Fig. 8: A gain-of-function mutant of HRG reduces thrombus formation.

a The disulfide pairs were predicted on the domain structure of mouse HRG based on that of human HRG, with red color indicating the targets of PDI. The gain-of-function mutant of mouse HRG (gof-HRG) was generated by replacing 6 Cys of the 3 target disulfide bonds of PDI: C246-C261, C270–C467 and C315–C320 to Ala, which locked the variant in a reduced form. The binding of wt-HRG and gof-HRG on heparin (b) (n = 12 independent samples) and FXIIa (c) (n = 9 independent samples) was determined by ELISA. d, e The accumulation of HRG following laser injury in the cremaster arterioles of Hrg^−/− mice infused with different HRG variants were visualized using Alexa-488-conjugated anti-HRG. The median fluorescence intensity of HRG (d) was plotted over time. The area under the curve (AUC) for HRG (e) was analyzed from each individual thrombus in different groups. The number of thrombi (n value) analyzed in each group was indicated above the bars. f–i Platelet accumulation and fibrin generation following laser injury in the cremaster arterioles of Hrg^−/− mice infused with different HRG variants were visualized by Dylight-649-congugated anti-CD42c and Alexa-488-conjugated 59D8 antibody, respectively.

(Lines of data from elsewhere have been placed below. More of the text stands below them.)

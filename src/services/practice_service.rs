use chrono::{DateTime, Duration, NaiveDate, Utc};
use serde::Serialize;
use serde_json::Value as JsonValue;
use sqlx::{FromRow, PgPool, Postgres, Transaction};
use std::collections::HashMap;
use uuid::Uuid;

use crate::dto::practice_dto::{
    AttemptResponse, AttemptResultResponse, ProblemListQuery, ProblemPayload, StatisticsResponse,
    SubmitAttemptPayload,
};
use crate::error::{Error, Result};
use crate::models::practice_attempt::{AttemptSummary, PracticeAttempt};
use crate::models::problem::{Difficulty, Problem, ProblemDetails, ProblemType};
use crate::services::audit_service::AuditService;
use crate::services::code_runner::CodeRunner;
use crate::services::draft_service::DraftService;
use crate::services::grading_service::{GradingService, PracticeGrade};
use crate::services::session_rules;

pub(crate) const PROBLEM_COLUMNS: &str = r#"
    id, title, description, difficulty, problem_type, points, max_attempts, category_id,
    tags, is_public, estimated_time, hints, learning_resources, study_sections, details,
    created_by, created_at, updated_at
"#;

const ATTEMPT_COLUMNS: &str = r#"
    id, problem_id, user_id, session_id, answer, language, score, max_score, passed,
    points_earned, time_taken, attempt_number, test_case_results, created_at
"#;

/// A candidate's answer in the shape every problem type can read.
#[derive(Debug, Clone, Default)]
pub struct Submission {
    pub answer: JsonValue,
    pub code: Option<String>,
    pub language: Option<String>,
    pub time_taken: Option<i32>,
}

The median fluorescence intensity of platelets (f) and fibrin (g) were calculated and plotted over time. The AUC for platelets (h) and fibrin (i) were analyzed from each individual thrombus in different groups. The number of thrombi (n value) analyzed in each group was indicated above the bars. Data are presented as mean values ± SEM and analyzed by two-tailed Welch’s t-test (b and c) or two-tailed Mann–Whitney U-test (e, h and i). Source data are provided as a Source Data file.